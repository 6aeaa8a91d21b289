pub mod auth;
pub mod cron;
pub mod dashboard;
pub mod expenses;
pub mod invoices;
pub mod rooms;
pub mod settings;
pub mod tenants;
pub mod users;

use serde::Deserialize;
use utoipa::IntoParams;

use crate::common::{error::AppError, period::Period};

/// `?period=YYYY-MM` query shared by the period-scoped endpoints. Missing
/// means the current month.
#[derive(Debug, Deserialize, IntoParams)]
pub struct PeriodQuery {
    pub period: Option<String>,
}

impl PeriodQuery {
    pub fn resolve(&self) -> Result<Period, AppError> {
        match self.period.as_deref() {
            None => Ok(Period::current()),
            Some(raw) => raw
                .parse()
                .map_err(|_| AppError::bad_request("Format periode tidak valid (YYYY-MM)")),
        }
    }
}
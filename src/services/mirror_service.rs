// src/services/mirror_service.rs

use crate::{
    config::Config,
    db::SettingsRepository,
    integrations::sheets::{CashflowRow, SheetsClient, SheetsConfig, TenantPaymentRow},
};

/// Append-only spreadsheet mirroring of cash movements.
///
/// The mirror is best-effort by contract: the domain write has already been
/// committed when these run, so every failure here is reduced to a warning
/// string that rides on the success response.
#[derive(Clone)]
pub struct MirrorService {
    settings_repo: SettingsRepository,
    sheets: SheetsClient,
    config: Config,
}

impl MirrorService {
    pub fn new(settings_repo: SettingsRepository, sheets: SheetsClient, config: Config) -> Self {
        Self {
            settings_repo,
            sheets,
            config,
        }
    }

    // None when the mirror is not configured for the property.
    async fn sheets_config(&self) -> Option<SheetsConfig> {
        let settings = self.settings_repo.get(&self.config.property_id).await.ok()?;
        SheetsConfig::resolve(&settings, &self.config)
    }

    pub async fn mirror_cashflow(&self, row: CashflowRow) -> Option<String> {
        let Some(cfg) = self.sheets_config().await else {
            return None;
        };
        match self.sheets.append_cashflow(&cfg, &row).await {
            Ok(()) => None,
            Err(e) => {
                let warning = format!("Sheets sync failed: {e}");
                tracing::warn!("{}", warning);
                Some(warning)
            }
        }
    }

    pub async fn mirror_tenant_payment(&self, row: TenantPaymentRow) -> Option<String> {
        let Some(cfg) = self.sheets_config().await else {
            return None;
        };
        match self.sheets.append_tenant_payment(&cfg, &row).await {
            Ok(()) => None,
            Err(e) => {
                let warning = format!("Sheets sync failed: {e}");
                tracing::warn!("{}", warning);
                Some(warning)
            }
        }
    }
}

Goal of the exercise => The answer consists of every line above in which the word "SheetsClient" occurs.

Task answer =>
    integrations::sheets::{CashflowRow, SheetsClient, SheetsConfig, TenantPaymentRow},
    sheets: SheetsClient,
    pub fn new(settings_repo: SettingsRepository, sheets: SheetsClient, config: Config) -> Self {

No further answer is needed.